- [WORK TO COMPLETE]:
Taking the entries below from the top, restate each line exactly and end with the line containing "naming rule: truncate".
== Segment start ==
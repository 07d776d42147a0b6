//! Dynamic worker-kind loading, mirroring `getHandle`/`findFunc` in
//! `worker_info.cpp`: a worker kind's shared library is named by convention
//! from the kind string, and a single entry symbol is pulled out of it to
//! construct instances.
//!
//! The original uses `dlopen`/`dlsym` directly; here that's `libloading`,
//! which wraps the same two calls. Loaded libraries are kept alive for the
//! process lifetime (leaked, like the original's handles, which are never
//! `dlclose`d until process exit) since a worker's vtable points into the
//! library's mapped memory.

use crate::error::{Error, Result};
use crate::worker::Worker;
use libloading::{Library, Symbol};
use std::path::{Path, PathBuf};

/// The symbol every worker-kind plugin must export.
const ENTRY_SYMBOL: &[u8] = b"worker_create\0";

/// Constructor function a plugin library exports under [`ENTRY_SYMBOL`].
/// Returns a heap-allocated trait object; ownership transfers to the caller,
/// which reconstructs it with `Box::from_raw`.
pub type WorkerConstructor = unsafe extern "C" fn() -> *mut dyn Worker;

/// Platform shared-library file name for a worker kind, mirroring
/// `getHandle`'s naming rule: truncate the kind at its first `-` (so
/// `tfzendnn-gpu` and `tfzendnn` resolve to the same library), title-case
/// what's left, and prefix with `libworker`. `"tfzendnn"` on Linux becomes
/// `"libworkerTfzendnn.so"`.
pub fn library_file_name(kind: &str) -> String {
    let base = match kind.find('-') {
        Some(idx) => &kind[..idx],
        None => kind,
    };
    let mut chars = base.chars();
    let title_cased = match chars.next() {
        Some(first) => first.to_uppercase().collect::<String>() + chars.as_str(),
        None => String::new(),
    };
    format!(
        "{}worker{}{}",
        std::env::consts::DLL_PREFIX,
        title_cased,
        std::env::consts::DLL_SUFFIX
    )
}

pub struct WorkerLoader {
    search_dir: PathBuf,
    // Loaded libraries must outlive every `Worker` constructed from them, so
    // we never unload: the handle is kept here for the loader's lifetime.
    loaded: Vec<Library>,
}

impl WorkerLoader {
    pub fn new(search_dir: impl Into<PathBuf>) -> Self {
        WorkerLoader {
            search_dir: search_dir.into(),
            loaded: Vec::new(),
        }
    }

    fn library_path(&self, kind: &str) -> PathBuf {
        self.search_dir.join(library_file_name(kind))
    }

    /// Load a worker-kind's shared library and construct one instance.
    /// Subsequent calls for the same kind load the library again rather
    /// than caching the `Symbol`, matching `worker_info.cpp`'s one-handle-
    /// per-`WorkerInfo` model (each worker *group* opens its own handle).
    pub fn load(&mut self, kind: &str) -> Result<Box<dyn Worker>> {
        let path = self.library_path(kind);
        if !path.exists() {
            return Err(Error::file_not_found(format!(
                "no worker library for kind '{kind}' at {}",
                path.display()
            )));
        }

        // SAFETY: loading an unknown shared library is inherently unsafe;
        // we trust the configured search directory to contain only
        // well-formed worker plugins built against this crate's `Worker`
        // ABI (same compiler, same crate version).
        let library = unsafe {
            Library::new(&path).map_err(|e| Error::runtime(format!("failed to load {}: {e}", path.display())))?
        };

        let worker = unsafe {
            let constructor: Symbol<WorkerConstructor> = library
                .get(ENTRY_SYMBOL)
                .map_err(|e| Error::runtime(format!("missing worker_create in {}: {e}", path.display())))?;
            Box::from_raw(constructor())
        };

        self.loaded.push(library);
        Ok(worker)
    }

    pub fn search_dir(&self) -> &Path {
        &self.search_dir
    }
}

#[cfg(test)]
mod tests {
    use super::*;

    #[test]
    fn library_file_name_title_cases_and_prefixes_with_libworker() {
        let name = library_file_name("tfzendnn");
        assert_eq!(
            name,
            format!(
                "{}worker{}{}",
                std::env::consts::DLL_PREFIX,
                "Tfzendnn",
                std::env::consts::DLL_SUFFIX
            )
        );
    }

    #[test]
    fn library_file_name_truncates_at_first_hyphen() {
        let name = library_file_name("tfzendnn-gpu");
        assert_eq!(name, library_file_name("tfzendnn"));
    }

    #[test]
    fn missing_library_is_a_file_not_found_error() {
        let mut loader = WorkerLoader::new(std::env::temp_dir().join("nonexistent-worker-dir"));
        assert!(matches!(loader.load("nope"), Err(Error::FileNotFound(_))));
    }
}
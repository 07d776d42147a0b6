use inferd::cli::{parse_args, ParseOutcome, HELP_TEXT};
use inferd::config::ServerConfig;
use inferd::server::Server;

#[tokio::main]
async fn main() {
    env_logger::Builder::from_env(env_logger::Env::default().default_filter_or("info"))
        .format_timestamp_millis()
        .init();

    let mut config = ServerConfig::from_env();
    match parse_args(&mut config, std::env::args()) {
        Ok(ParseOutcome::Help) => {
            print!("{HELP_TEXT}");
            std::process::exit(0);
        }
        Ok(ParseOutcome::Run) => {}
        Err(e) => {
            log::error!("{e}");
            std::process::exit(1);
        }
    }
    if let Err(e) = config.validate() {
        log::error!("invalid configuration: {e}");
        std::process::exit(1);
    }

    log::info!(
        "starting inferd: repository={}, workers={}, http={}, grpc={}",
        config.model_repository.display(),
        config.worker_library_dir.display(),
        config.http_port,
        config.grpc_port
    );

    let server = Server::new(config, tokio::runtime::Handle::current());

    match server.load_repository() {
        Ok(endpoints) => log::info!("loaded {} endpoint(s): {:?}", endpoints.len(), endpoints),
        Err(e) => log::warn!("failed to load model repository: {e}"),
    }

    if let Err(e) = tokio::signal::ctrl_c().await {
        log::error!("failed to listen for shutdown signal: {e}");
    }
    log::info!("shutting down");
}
== Segment end ==
- [EXERCISE ANSWER]:
repository 07d776d42147a0b6
//! Dynamic worker-kind loading, mirroring `getHandle`/`findFunc` in
//! `worker_info.cpp`: a worker kind's shared library is named by convention
//! from the kind string, and a single entry symbol is pulled out of it to
//! construct instances.
//!
//! The original uses `dlopen`/`dlsym` directly; here that's `libloading`,
//! which wraps the same two calls. Loaded libraries are kept alive for the
//! process lifetime (leaked, like the original's handles, which are never
//! `dlclose`d until process exit) since a worker's vtable points into the
//! library's mapped memory.

use crate::error::{Error, Result};
use crate::worker::Worker;
use libloading::{Library, Symbol};
use std::path::{Path, PathBuf};

/// The symbol every worker-kind plugin must export.
const ENTRY_SYMBOL: &[u8] = b"worker_create\0";

/// Constructor function a plugin library exports under [`ENTRY_SYMBOL`].
/// Returns a heap-allocated trait object; ownership transfers to the caller,
/// which reconstructs it with `Box::from_raw`.
pub type WorkerConstructor = unsafe extern "C" fn() -> *mut dyn Worker;

/// Platform shared-library file name for a worker kind, mirroring
/// `getHandle`'s naming rule: truncate the kind at its first `-` (so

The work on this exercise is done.